Copy nothing before the line containing "init_logging(cli.verbose);". Reproduce that line and all that follow, exactly, through the end of the records.
==== Data extract
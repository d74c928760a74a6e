//! bigfiles — search a folder recursively for large files.
//!
//! Thin binary entry point. All logic lives in the `bigfiles-core` crate.

use anyhow::Context;
use clap::Parser;
use std::io::{self, Write};
use std::path::PathBuf;
use tracing_subscriber::EnvFilter;

/// Search a folder recursively for files equal to or larger than a size.
#[derive(Parser, Debug)]
#[command(name = "bigfiles", version, about)]
struct Cli {
    /// Root folder to search
    folder: PathBuf,

    /// Minimum size: a number in MB, or <number><unit> with unit B, KB, MB or GB
    size: String,

    /// Log scan progress and skipped entries to stderr
    #[arg(short, long)]
    verbose: bool,
}

fn main() -> anyhow::Result<()> {
    let cli = Cli::parse();
    init_logging(cli.verbose);

    let min_size = bigfiles_core::parse_size(&cli.size)?;

    let stdout = io::stdout();
    let mut out = io::BufWriter::new(stdout.lock());
    let result = bigfiles_core::search_big_files(&cli.folder, min_size, &mut out);
    out.flush().context("failed to flush stdout")?;

    let summary = result.with_context(|| format!("search of {} failed", cli.folder.display()))?;
    tracing::debug!(?summary, "bigfiles finished");
    Ok(())
}

/// Structured logging goes to stderr; stdout carries the report only.
///
/// `RUST_LOG` wins over `--verbose` when set.
fn init_logging(verbose: bool) {
    let default = if verbose { "debug" } else { "warn" };
    let filter = EnvFilter::try_from_default_env().unwrap_or_else(|_| EnvFilter::new(default));

    tracing_subscriber::fmt()
        .with_env_filter(filter)
        .with_writer(io::stderr)
        .init();
}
========
_Exercise output:_
    init_logging(cli.verbose);

    let min_size = bigfiles_core::parse_size(&cli.size)?;

    let stdout = io::stdout();
    let mut out = io::BufWriter::new(stdout.lock());
    let result = bigfiles_core::search_big_files(&cli.folder, min_size, &mut out);
    out.flush().context("failed to flush stdout")?;

    let summary = result.with_context(|| format!("search of {} failed", cli.folder.display()))?;
    tracing::debug!(?summary, "bigfiles finished");
    Ok(())
}

/// Structured logging goes to stderr; stdout carries the report only.
///
/// `RUST_LOG` wins over `--verbose` when set.
fn init_logging(verbose: bool) {
    let default = if verbose { "debug" } else { "warn" };
    let filter = EnvFilter::try_from_default_env().unwrap_or_else(|_| EnvFilter::new(default));

    tracing_subscriber::fmt()
        .with_env_filter(filter)
        .with_writer(io::stderr)
        .init();
}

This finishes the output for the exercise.